▶ [Collected data entries]
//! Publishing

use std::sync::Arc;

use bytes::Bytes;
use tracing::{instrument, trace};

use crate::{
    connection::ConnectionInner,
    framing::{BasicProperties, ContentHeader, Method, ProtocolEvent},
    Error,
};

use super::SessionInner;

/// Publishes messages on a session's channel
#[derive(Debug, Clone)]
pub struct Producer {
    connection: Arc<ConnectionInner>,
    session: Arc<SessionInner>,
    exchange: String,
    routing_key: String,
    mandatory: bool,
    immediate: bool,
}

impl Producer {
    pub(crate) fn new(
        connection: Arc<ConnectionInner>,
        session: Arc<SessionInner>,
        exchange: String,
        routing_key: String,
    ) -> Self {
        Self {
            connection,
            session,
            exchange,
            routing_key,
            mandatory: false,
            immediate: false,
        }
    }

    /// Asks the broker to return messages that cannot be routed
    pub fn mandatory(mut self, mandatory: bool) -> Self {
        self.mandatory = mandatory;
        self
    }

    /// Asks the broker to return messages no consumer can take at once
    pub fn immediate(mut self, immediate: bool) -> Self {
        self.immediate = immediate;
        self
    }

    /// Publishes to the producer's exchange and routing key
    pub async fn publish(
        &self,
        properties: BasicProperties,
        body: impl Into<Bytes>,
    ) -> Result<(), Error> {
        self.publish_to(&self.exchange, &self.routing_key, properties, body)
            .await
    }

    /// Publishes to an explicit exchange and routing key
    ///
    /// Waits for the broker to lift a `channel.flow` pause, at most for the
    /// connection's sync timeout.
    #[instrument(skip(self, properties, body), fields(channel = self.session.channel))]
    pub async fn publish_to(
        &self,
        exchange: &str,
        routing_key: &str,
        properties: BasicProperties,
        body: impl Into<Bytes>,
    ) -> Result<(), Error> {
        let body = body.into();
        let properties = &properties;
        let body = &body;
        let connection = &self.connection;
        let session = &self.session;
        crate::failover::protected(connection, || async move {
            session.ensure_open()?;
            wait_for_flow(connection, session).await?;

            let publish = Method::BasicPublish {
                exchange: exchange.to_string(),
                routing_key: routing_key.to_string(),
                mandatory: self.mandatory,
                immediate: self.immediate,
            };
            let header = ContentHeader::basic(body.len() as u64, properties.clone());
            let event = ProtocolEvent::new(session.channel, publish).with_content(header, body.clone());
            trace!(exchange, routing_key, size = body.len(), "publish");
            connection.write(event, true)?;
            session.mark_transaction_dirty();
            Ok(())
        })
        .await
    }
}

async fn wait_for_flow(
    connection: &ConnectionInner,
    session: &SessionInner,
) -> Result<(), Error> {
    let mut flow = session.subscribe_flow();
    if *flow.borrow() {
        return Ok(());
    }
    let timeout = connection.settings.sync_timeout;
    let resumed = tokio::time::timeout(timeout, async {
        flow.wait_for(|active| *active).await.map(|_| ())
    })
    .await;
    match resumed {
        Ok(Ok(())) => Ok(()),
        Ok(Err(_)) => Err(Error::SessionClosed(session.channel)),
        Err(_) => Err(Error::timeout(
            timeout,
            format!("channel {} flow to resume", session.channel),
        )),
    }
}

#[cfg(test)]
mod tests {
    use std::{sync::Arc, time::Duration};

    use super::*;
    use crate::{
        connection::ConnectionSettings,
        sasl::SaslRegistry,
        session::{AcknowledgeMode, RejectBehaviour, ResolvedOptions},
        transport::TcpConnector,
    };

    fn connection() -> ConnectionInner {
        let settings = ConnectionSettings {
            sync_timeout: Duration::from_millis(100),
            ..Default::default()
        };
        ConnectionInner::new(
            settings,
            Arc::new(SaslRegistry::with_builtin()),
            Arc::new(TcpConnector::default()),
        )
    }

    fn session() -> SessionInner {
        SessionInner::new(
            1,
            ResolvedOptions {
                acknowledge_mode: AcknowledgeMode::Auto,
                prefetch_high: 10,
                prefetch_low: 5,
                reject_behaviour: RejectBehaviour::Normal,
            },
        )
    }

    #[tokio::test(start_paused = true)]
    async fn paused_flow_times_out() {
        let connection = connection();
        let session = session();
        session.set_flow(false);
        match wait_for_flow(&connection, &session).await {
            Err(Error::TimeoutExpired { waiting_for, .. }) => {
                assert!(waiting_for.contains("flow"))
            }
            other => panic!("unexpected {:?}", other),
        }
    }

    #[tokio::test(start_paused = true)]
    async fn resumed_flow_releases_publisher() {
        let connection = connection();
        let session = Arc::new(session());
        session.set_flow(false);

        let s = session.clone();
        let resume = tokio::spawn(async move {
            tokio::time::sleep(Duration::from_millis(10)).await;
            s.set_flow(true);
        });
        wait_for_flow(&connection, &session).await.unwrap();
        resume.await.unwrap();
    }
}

▶ [WHAT TO DO] Count each line above where the string "mandatory" occurs. Give the number only.

▶ [ANSWER TO THE PROBLEM] 5